Пали сумерки, окно было раскрыто, и лишь цветы, одиноко стоявшие на столе, напоминали, что на дворе лето, цветы, озаренные сиянием лампы – бессловесные, недвижные, благоухающие.
И тут я услыхал – резко, отчетливо, будто из соседней комнаты – мощное аллегро Лунной сонаты, разворачивавшейся передо мной словно гигантская фреска; я слышал и одновременно видел ее, боясь, не мерещится ли мне все это, и трепет охватил меня, какой всегда охватывает нас перед лицом неизъяснимой тайны. Музыка неслась ко мне из квартиры неизвестных моих благодетельниц в соседнем доме, а ведь обе дамы были в деревне! Конечно, они могли вернуться домой за каким-нибудь делом. А впрочем, не все ли равно – играли ведь для меня, – и я был благодарен неведомому пианисту, подарившему мне, в моем одиночестве, эту музыку, это общение, эту живую связь с людьми того же настроя чувств.
И если признаюсь, что те же мощные звуки трижды врывались ко мне в этот долгий час, – тайна покажется еще менее постижимой, хоть в ту пору от этого радость моя лишь стала еще острей, и ничего другого не играли в тот вечер, в чем увидел я особую милость, явленную мне.
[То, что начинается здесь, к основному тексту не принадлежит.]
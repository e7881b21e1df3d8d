//! Host implementations of the collaborator contracts.
//!
//! - `MemoryHost`: in-memory maps, records every interaction
//! - `LocalHost`: host directories mounted as devices

mod local;
mod memory;
mod zip_container;

pub use local::{LocalHost, LOADED_ROM_FILE};
pub use memory::MemoryHost;
pub use zip_container::{first_entry_name, zip_bytes, ZipContainer};
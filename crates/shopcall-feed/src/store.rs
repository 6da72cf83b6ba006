use async_trait::async_trait;
use bytes::Bytes;
use serde_json::Value;
use tokio::sync::mpsc;

use shopcall_types::wire::{Document, MessageRecord};

use crate::error::FeedError;

/// A full ordered read of one collection. Subscriptions re-deliver the
/// whole set on every change; there are no deltas.
pub type Snapshot = Vec<Document>;

/// Receiving half of an ordered subscription. Dropping it unsubscribes.
pub type SnapshotReceiver = mpsc::UnboundedReceiver<Snapshot>;

/// The document-store collaborator: append-mostly collections with ordered
/// reads, single-field updates and ordered-set subscriptions.
#[async_trait]
pub trait DocumentStore: Send + Sync {
    /// Append a record. The store assigns the id and the timestamp.
    async fn append(
        &self,
        collection: &str,
        record: MessageRecord,
    ) -> Result<String, FeedError>;

    /// One-shot ordered read of a collection.
    async fn read_ordered(
        &self,
        collection: &str,
        order_key: &str,
    ) -> Result<Snapshot, FeedError>;

    /// Overwrite a single field of one stored record.
    async fn update_field(
        &self,
        collection: &str,
        id: &str,
        field: &str,
        value: Value,
    ) -> Result<(), FeedError>;

    /// Subscribe to the full ordered record set of a collection. The
    /// current set is delivered first, then one snapshot per change.
    async fn subscribe_ordered(
        &self,
        collection: &str,
        order_key: &str,
    ) -> Result<SnapshotReceiver, FeedError>;
}

/// The blob-store collaborator: upload bytes, get back a retrievable URL.
#[async_trait]
pub trait BlobStore: Send + Sync {
    async fn upload(&self, name: &str, bytes: Bytes) -> Result<String, FeedError>;
}
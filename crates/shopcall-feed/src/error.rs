use thiserror::Error;

/// Failures surfaced by the document-store and blob-store collaborators.
#[derive(Debug, Error)]
pub enum FeedError {
    #[error("subscribe to {collection} failed: {reason}")]
    Subscribe { collection: String, reason: String },

    #[error("write to {collection} failed: {reason}")]
    Write { collection: String, reason: String },

    #[error("no document {id} in {collection}")]
    UnknownDocument { collection: String, id: String },

    #[error("upload of {name} failed: {reason}")]
    Upload { name: String, reason: String },
}
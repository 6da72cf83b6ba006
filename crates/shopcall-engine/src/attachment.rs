use std::sync::Arc;

use bytes::Bytes;
use tracing::{info, warn};

use shopcall_feed::{BlobStore, FeedChannel};
use shopcall_types::wire::MessageRecord;

use crate::error::EngineError;

/// Media types an attachment may declare.
const ACCEPTED_MEDIA_TYPES: [&str; 4] = ["image/jpeg", "image/jpg", "image/png", "image/gif"];

/// Extensions sniffed out of message content to decide "is an image".
const IMAGE_EXTENSIONS: [&str; 4] = [".jpeg", ".jpg", ".png", ".gif"];

/// What a message's content string carries.
#[derive(Debug, Clone, Copy, PartialEq, Eq)]
pub enum ContentKind {
    Text,
    Image,
}

/// Stored records carry no kind tag; an image is recognized purely by one
/// of the accepted extensions appearing in the content string. Blob URLs
/// keep query parameters after the extension, which is why this is a
/// containment test rather than a suffix test: old records stay readable.
pub fn content_kind(content: &str) -> ContentKind {
    if IMAGE_EXTENSIONS.iter().any(|ext| content.contains(ext)) {
        ContentKind::Image
    } else {
        ContentKind::Text
    }
}

/// An attachment as handed over by the input layer: a file name, the
/// declared media type, and the raw bytes.
#[derive(Debug, Clone)]
pub struct AttachmentUpload {
    pub name: String,
    pub media_type: String,
    pub bytes: Bytes,
}

impl AttachmentUpload {
    pub fn new(name: impl Into<String>, media_type: impl Into<String>, bytes: Bytes) -> Self {
        Self {
            name: name.into(),
            media_type: media_type.into(),
            bytes,
        }
    }
}

/// Validates, uploads and appends image attachments to the feed.
pub struct AttachmentPipeline {
    channel: FeedChannel,
    blobs: Arc<dyn BlobStore>,
}

impl AttachmentPipeline {
    pub fn new(channel: FeedChannel, blobs: Arc<dyn BlobStore>) -> Self {
        Self { channel, blobs }
    }

    /// Admit one attachment. The declared-type check runs before anything
    /// touches the network; a rejected type costs zero collaborator calls.
    /// On acceptance the bytes are uploaded and a single customer message
    /// carrying the returned URL is appended. A failed upload creates no
    /// message.
    pub async fn attach(&self, upload: AttachmentUpload) -> Result<String, EngineError> {
        if !ACCEPTED_MEDIA_TYPES.contains(&upload.media_type.as_str()) {
            return Err(EngineError::UnsupportedType(upload.media_type));
        }

        let url = self
            .blobs
            .upload(&upload.name, upload.bytes)
            .await
            .map_err(|e| EngineError::UploadFailed {
                name: upload.name.clone(),
                reason: e.to_string(),
            })?;

        // The append is an ordinary remote write: a failure here is logged
        // and swallowed, and the next snapshot stays authoritative.
        if let Err(e) = self.channel.append(MessageRecord::customer(&url)).await {
            warn!("attachment message append failed: {e}");
        } else {
            info!("attached {} as {url}", upload.name);
        }
        Ok(url)
    }
}
use std::sync::Arc;

use tracing::{debug, warn};

use shopcall_feed::{FeedChannel, FeedError};
use shopcall_types::rules::ResponseRules;
use shopcall_types::wire::MessageRecord;

use crate::error::EngineError;

/// Progress of the two-append auto-reply sequence. The two writes are
/// independent; there is no enclosing transaction and no compensation.
#[derive(Debug, Clone, Copy, PartialEq, Eq)]
pub enum SagaState {
    AwaitingUserAck,
    AwaitingReplyAck,
    Done,
}

/// One auto-reply: the customer's message followed by the canned response.
/// A failed step leaves the saga parked at that step; `resume` retries only
/// what is still owed. A partially applied saga leaves a visible user
/// message with no reply. Accepted, never rolled back.
#[derive(Debug)]
pub struct ReplySaga {
    user: MessageRecord,
    reply: MessageRecord,
    state: SagaState,
}

impl ReplySaga {
    fn new(user: MessageRecord, reply: MessageRecord) -> Self {
        Self {
            user,
            reply,
            state: SagaState::AwaitingUserAck,
        }
    }

    pub fn state(&self) -> SagaState {
        self.state
    }

    pub fn is_done(&self) -> bool {
        self.state == SagaState::Done
    }

    /// Run the remaining appends in order, stopping at the first failure.
    pub async fn resume(&mut self, channel: &FeedChannel) -> Result<(), FeedError> {
        if self.state == SagaState::AwaitingUserAck {
            channel.append(self.user.clone()).await?;
            self.state = SagaState::AwaitingReplyAck;
        }
        if self.state == SagaState::AwaitingReplyAck {
            channel.append(self.reply.clone()).await?;
            self.state = SagaState::Done;
        }
        Ok(())
    }
}

/// Decides the canned reply for each newly composed customer message and
/// appends the two-message sequence to the feed.
pub struct AutoResponder {
    channel: FeedChannel,
    rules: Arc<ResponseRules>,
}

impl AutoResponder {
    pub fn new(channel: FeedChannel, rules: Arc<ResponseRules>) -> Self {
        Self { channel, rules }
    }

    /// Append the customer's text, then the first matching free-text rule's
    /// response (or the fallback). Empty and whitespace-only text is
    /// rejected before any write.
    pub async fn compose_user_message(&self, text: &str) -> Result<ReplySaga, EngineError> {
        let text = text.trim();
        if text.is_empty() {
            return Err(EngineError::EmptyMessage);
        }

        let response = self.rules.match_free_text(text);
        debug!("composing reply for {text:?}");
        let saga = ReplySaga::new(MessageRecord::customer(text), MessageRecord::shop(response));
        Ok(self.drive(saga).await)
    }

    /// Append a quick-reply selection and its canned response. Unknown
    /// labels are rejected without touching the feed.
    pub async fn select_quick_reply(&self, label: &str) -> Result<ReplySaga, EngineError> {
        let Some(response) = self.rules.quick_response(label) else {
            warn!("no canned response for quick reply {label:?}");
            return Err(EngineError::UnknownQuickReply(label.to_string()));
        };

        let saga = ReplySaga::new(MessageRecord::customer(label), MessageRecord::shop(response));
        Ok(self.drive(saga).await)
    }

    async fn drive(&self, mut saga: ReplySaga) -> ReplySaga {
        if let Err(e) = saga.resume(&self.channel).await {
            // The partial sequence stays visible; the returned saga records
            // where it stopped and can be resumed by the caller.
            warn!("auto-reply append failed at {:?}: {e}", saga.state());
        }
        saga
    }
}
use std::sync::Arc;

use tracing::{debug, warn};

use shopcall_feed::FeedChannel;
use shopcall_types::models::{Feedback, Message, Sender, Vote};

use crate::banner;
use crate::conversation::ConversationStore;
use crate::error::EngineError;

/// Which vote affordances render for a message. The separator glyph between
/// the two controls renders only while both controls do.
#[derive(Debug, Clone, Copy, Default, PartialEq, Eq)]
pub struct FeedbackControls {
    pub useful: bool,
    pub not_useful: bool,
    pub separator: bool,
}

impl FeedbackControls {
    /// Votes apply to shop-authored messages that are not system banners;
    /// everything else renders no controls at all. On an eligible message
    /// each control hides once the opposite vote is set, so the two votes
    /// are never shown as simultaneously active.
    pub fn for_message(message: &Message) -> Self {
        let eligible = message.sender == Sender::Shop && !banner::is_banner(message);
        if !eligible {
            return Self::default();
        }

        let useful = message.feedback != Feedback::NotUseful;
        let not_useful = message.feedback != Feedback::Useful;
        Self {
            useful,
            not_useful,
            separator: useful && not_useful,
        }
    }
}

/// Applies usefulness votes: the remote single-field write first, then the
/// optimistic local patch so the UI does not wait for the next snapshot.
///
/// Concurrent voters on the same message are last-write-wins at the remote
/// store; nothing reconciles them locally, and the transcript converges to
/// whatever the next snapshot carries.
pub struct FeedbackTracker {
    store: Arc<ConversationStore>,
    channel: FeedChannel,
}

impl FeedbackTracker {
    pub fn new(store: Arc<ConversationStore>, channel: FeedChannel) -> Self {
        Self { store, channel }
    }

    /// Vote on a message. Ineligible targets (customer messages, banners,
    /// unknown ids) return `NotApplicable` without any remote write. A vote
    /// equal to the current value is still written; the write is not
    /// compared against local state. A failed remote write is logged and
    /// swallowed; the local value is left untouched.
    pub async fn set_feedback(&self, message_id: &str, vote: Vote) -> Result<(), EngineError> {
        let Some(message) = self.store.message(message_id) else {
            return Err(EngineError::NotApplicable(message_id.to_string()));
        };
        if message.sender != Sender::Shop || banner::is_banner(&message) {
            return Err(EngineError::NotApplicable(message_id.to_string()));
        }

        if let Err(e) = self.channel.set_feedback(message_id, vote).await {
            warn!("feedback write for {message_id} failed: {e}");
            return Ok(());
        }

        self.store.apply_feedback(message_id, vote);
        debug!("message {message_id} marked {:?}", vote.feedback());
        Ok(())
    }
}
Наконец часы пробили десять, и благостный милосердный сон положил конец дню, который запомнился мне надолго.
VI
Лето ползло-ползло, и настало первое августа; нынче по вечерам уже зажигают огни, и я всем сердцем рад им. Как славно все это – время, стало быть, идет своим чередом, а это и есть главное: одно ушло, другое ждет впереди. Иной облик теперь у города, замелькали знакомые лица, уже одно это вносит покой, дарит силы, бодрит. Порой даже удается перекинуться словцом с кем-нибудь, от чего я и вовсе отвык, настолько, что у меня будто сел голос – я стал говорить низко и глухо и этот сдавленный голос кажется самому мне чужим.
Смолкла стрельба на ближнем поле; один за другим возвращаются из деревни соседи; снова день и ночь лает собака, и возобновились семейные посиделки, где хозяева забавляются тем, что бросают на пол гостиной кость, а пес с громким лаем кидается к ней и рычит, когда ее у него отнимают.
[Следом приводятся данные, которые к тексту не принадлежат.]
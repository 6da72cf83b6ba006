use std::collections::HashMap;
use std::sync::{Arc, Mutex};

use async_trait::async_trait;
use bytes::Bytes;
use chrono::{DateTime, TimeDelta, Utc};
use serde_json::Value;
use tokio::sync::mpsc;
use tracing::debug;
use uuid::Uuid;

use shopcall_types::wire::{Document, MessageRecord};

use crate::channel::ORDER_KEY;
use crate::error::FeedError;
use crate::store::{BlobStore, DocumentStore, Snapshot, SnapshotReceiver};

/// In-process document store with the collaborator's observable behavior:
/// store-assigned ids, strictly monotonic server timestamps, and a full
/// ordered snapshot delivered to every subscriber after each mutation.
#[derive(Clone, Default)]
pub struct MemoryStore {
    inner: Arc<Mutex<StoreInner>>,
}

#[derive(Default)]
struct StoreInner {
    collections: HashMap<String, CollectionState>,
    last_stamp: Option<DateTime<Utc>>,
    next_seq: u64,
}

#[derive(Default)]
struct CollectionState {
    docs: Vec<Document>,
    subscribers: Vec<mpsc::UnboundedSender<Snapshot>>,
}

impl MemoryStore {
    pub fn new() -> Self {
        Self::default()
    }

    /// Current ordered contents of a collection. Missing collections read
    /// as empty, matching the remote store.
    pub fn documents(&self, collection: &str) -> Snapshot {
        let inner = self.inner.lock().unwrap();
        inner
            .collections
            .get(collection)
            .map(|c| ordered(&c.docs))
            .unwrap_or_default()
    }
}

impl StoreInner {
    /// Server timestamps never repeat, even within one millisecond.
    fn assign_stamp(&mut self) -> DateTime<Utc> {
        let now = Utc::now();
        let stamp = match self.last_stamp {
            Some(last) if last >= now => last + TimeDelta::milliseconds(1),
            _ => now,
        };
        self.last_stamp = Some(stamp);
        stamp
    }

    fn fan_out(&mut self, collection: &str) {
        let Some(state) = self.collections.get_mut(collection) else {
            return;
        };
        let snapshot = ordered(&state.docs);
        // Closed receivers are pruned as they are discovered.
        state.subscribers.retain(|tx| tx.send(snapshot.clone()).is_ok());
    }
}

fn ordered(docs: &[Document]) -> Snapshot {
    let mut snapshot = docs.to_vec();
    snapshot.sort_by_key(|d| (d.record.created_time, d.seq));
    snapshot
}

#[async_trait]
impl DocumentStore for MemoryStore {
    async fn append(
        &self,
        collection: &str,
        record: MessageRecord,
    ) -> Result<String, FeedError> {
        let mut inner = self.inner.lock().unwrap();

        let id = Uuid::new_v4().to_string();
        let stamp = inner.assign_stamp();
        let seq = inner.next_seq;
        inner.next_seq += 1;

        let state = inner.collections.entry(collection.to_string()).or_default();
        state.docs.push(Document {
            id: id.clone(),
            seq,
            record: MessageRecord {
                created_time: Some(stamp),
                ..record
            },
        });
        debug!("appended {id} to {collection}");

        inner.fan_out(collection);
        Ok(id)
    }

    async fn read_ordered(
        &self,
        collection: &str,
        order_key: &str,
    ) -> Result<Snapshot, FeedError> {
        check_order_key(collection, order_key)?;
        Ok(self.documents(collection))
    }

    async fn update_field(
        &self,
        collection: &str,
        id: &str,
        field: &str,
        value: Value,
    ) -> Result<(), FeedError> {
        let mut inner = self.inner.lock().unwrap();

        let state = inner.collections.get_mut(collection).ok_or_else(|| {
            FeedError::UnknownDocument {
                collection: collection.to_string(),
                id: id.to_string(),
            }
        })?;
        let doc = state
            .docs
            .iter_mut()
            .find(|d| d.id == id)
            .ok_or_else(|| FeedError::UnknownDocument {
                collection: collection.to_string(),
                id: id.to_string(),
            })?;

        doc.record = patch_field(&doc.record, field, value).map_err(|reason| {
            FeedError::Write {
                collection: collection.to_string(),
                reason,
            }
        })?;

        inner.fan_out(collection);
        Ok(())
    }

    async fn subscribe_ordered(
        &self,
        collection: &str,
        order_key: &str,
    ) -> Result<SnapshotReceiver, FeedError> {
        check_order_key(collection, order_key)?;

        let mut inner = self.inner.lock().unwrap();
        let state = inner.collections.entry(collection.to_string()).or_default();

        let (tx, rx) = mpsc::unbounded_channel();
        // The current set is delivered before any change notification.
        let _ = tx.send(ordered(&state.docs));
        state.subscribers.push(tx);

        debug!("new subscriber on {collection}");
        Ok(rx)
    }
}

fn check_order_key(collection: &str, order_key: &str) -> Result<(), FeedError> {
    if order_key != ORDER_KEY {
        return Err(FeedError::Subscribe {
            collection: collection.to_string(),
            reason: format!("unsupported order key {order_key:?}"),
        });
    }
    Ok(())
}

/// Generic single-field overwrite via the record's wire form, so the store
/// stays agnostic of which fields exist. A value that does not fit the
/// record's shape is rejected before anything is stored.
fn patch_field(record: &MessageRecord, field: &str, value: Value) -> Result<MessageRecord, String> {
    let mut wire = match serde_json::to_value(record) {
        Ok(Value::Object(map)) => map,
        Ok(_) | Err(_) => return Err("record does not serialize to an object".into()),
    };
    wire.insert(field.to_string(), value);
    serde_json::from_value(Value::Object(wire)).map_err(|e| e.to_string())
}

/// In-process blob store: keeps the bytes, hands back a retrievable URL
/// that ends in the uploaded file's name.
#[derive(Clone, Default)]
pub struct MemoryBlobStore {
    blobs: Arc<Mutex<HashMap<String, Bytes>>>,
}

impl MemoryBlobStore {
    pub fn new() -> Self {
        Self::default()
    }

    pub fn get(&self, url: &str) -> Option<Bytes> {
        self.blobs.lock().unwrap().get(url).cloned()
    }

    pub fn len(&self) -> usize {
        self.blobs.lock().unwrap().len()
    }

    pub fn is_empty(&self) -> bool {
        self.blobs.lock().unwrap().is_empty()
    }
}

#[async_trait]
impl BlobStore for MemoryBlobStore {
    async fn upload(&self, name: &str, bytes: Bytes) -> Result<String, FeedError> {
        if bytes.is_empty() {
            return Err(FeedError::Upload {
                name: name.to_string(),
                reason: "empty payload".into(),
            });
        }
        let url = format!("https://blob.shopcall.dev/images/{}/{name}", Uuid::new_v4());
        self.blobs.lock().unwrap().insert(url.clone(), bytes);
        Ok(url)
    }
}

#[cfg(test)]
mod tests {
    use super::*;

    const CHAT: &str = "chatroom/shop1/messages";

    #[tokio::test]
    async fn timestamps_are_strictly_monotonic() {
        let store = MemoryStore::new();
        for _ in 0..50 {
            store.append(CHAT, MessageRecord::customer("hi")).await.unwrap();
        }

        let docs = store.documents(CHAT);
        for pair in docs.windows(2) {
            assert!(pair[0].record.created_time < pair[1].record.created_time);
        }
    }

    #[tokio::test]
    async fn subscriber_gets_current_set_then_changes() {
        let store = MemoryStore::new();
        store.append(CHAT, MessageRecord::customer("first")).await.unwrap();

        let mut rx = store.subscribe_ordered(CHAT, ORDER_KEY).await.unwrap();
        let initial = rx.recv().await.unwrap();
        assert_eq!(initial.len(), 1);

        store.append(CHAT, MessageRecord::shop("second")).await.unwrap();
        let next = rx.recv().await.unwrap();
        assert_eq!(next.len(), 2);
        assert_eq!(next[1].record.content, "second");
    }

    #[tokio::test]
    async fn update_field_overwrites_and_notifies() {
        let store = MemoryStore::new();
        let id = store.append(CHAT, MessageRecord::shop("回覆")).await.unwrap();
        let mut rx = store.subscribe_ordered(CHAT, ORDER_KEY).await.unwrap();
        rx.recv().await.unwrap();

        store
            .update_field(CHAT, &id, "isUseful", serde_json::json!("Yes"))
            .await
            .unwrap();

        let snapshot = rx.recv().await.unwrap();
        assert_eq!(snapshot[0].record.is_useful.as_deref(), Some("Yes"));
        // Untouched fields survive the patch.
        assert_eq!(snapshot[0].record.content, "回覆");
        assert!(snapshot[0].record.created_time.is_some());
    }

    #[tokio::test]
    async fn update_of_unknown_document_fails() {
        let store = MemoryStore::new();
        store.append(CHAT, MessageRecord::shop("x")).await.unwrap();

        let err = store
            .update_field(CHAT, "missing", "isUseful", serde_json::json!("Yes"))
            .await
            .unwrap_err();
        assert!(matches!(err, FeedError::UnknownDocument { .. }));
    }

    #[tokio::test]
    async fn mistyped_field_value_is_rejected() {
        let store = MemoryStore::new();
        let id = store.append(CHAT, MessageRecord::shop("x")).await.unwrap();

        let err = store
            .update_field(CHAT, &id, "isQA", serde_json::json!("not-a-bool"))
            .await
            .unwrap_err();
        assert!(matches!(err, FeedError::Write { .. }));

        // Nothing was stored.
        assert_eq!(store.documents(CHAT)[0].record.is_qa, false);
    }

    #[tokio::test]
    async fn unsupported_order_key_is_rejected() {
        let store = MemoryStore::new();
        let err = store.subscribe_ordered(CHAT, "updatedTime").await.unwrap_err();
        assert!(matches!(err, FeedError::Subscribe { .. }));
    }

    #[tokio::test]
    async fn dropped_subscribers_are_pruned() {
        let store = MemoryStore::new();
        let rx = store.subscribe_ordered(CHAT, ORDER_KEY).await.unwrap();
        drop(rx);

        // The next mutation discovers the closed receiver and drops it.
        store.append(CHAT, MessageRecord::customer("hi")).await.unwrap();
        let inner = store.inner.lock().unwrap();
        assert!(inner.collections[CHAT].subscribers.is_empty());
    }

    #[tokio::test]
    async fn blob_store_urls_keep_the_file_name() {
        let blobs = MemoryBlobStore::new();
        let url = blobs.upload("cat.png", Bytes::from_static(b"png")).await.unwrap();

        assert!(url.contains("cat.png"));
        assert_eq!(blobs.get(&url).unwrap(), Bytes::from_static(b"png"));

        let err = blobs.upload("empty.gif", Bytes::new()).await.unwrap_err();
        assert!(matches!(err, FeedError::Upload { .. }));
        assert_eq!(blobs.len(), 1);
    }
}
Заработал телефон, снова летят ко мне милые звуки рояля. Все как прежде, все вернулось на круги своя, кроме майора, о смерти которого я прочитал нынче утром в газете. Мне не хватает его, поскольку он принадлежал к числу моих безмолвных знакомств, но я не жалею об участи, постигшей его, – ведь ему скверно жилось с той поры, как он вышел в отставку.
Осень торопится, и жизнь течет быстрей с того дня, как на дворе посвежело и легче стало дышать. Я снова стал выходить на прогулку по вечерам; мрак окутывает меня, скрывая от чужих глаз. Так и вечер короче, и ночной сон крепче, и длится он много дольше.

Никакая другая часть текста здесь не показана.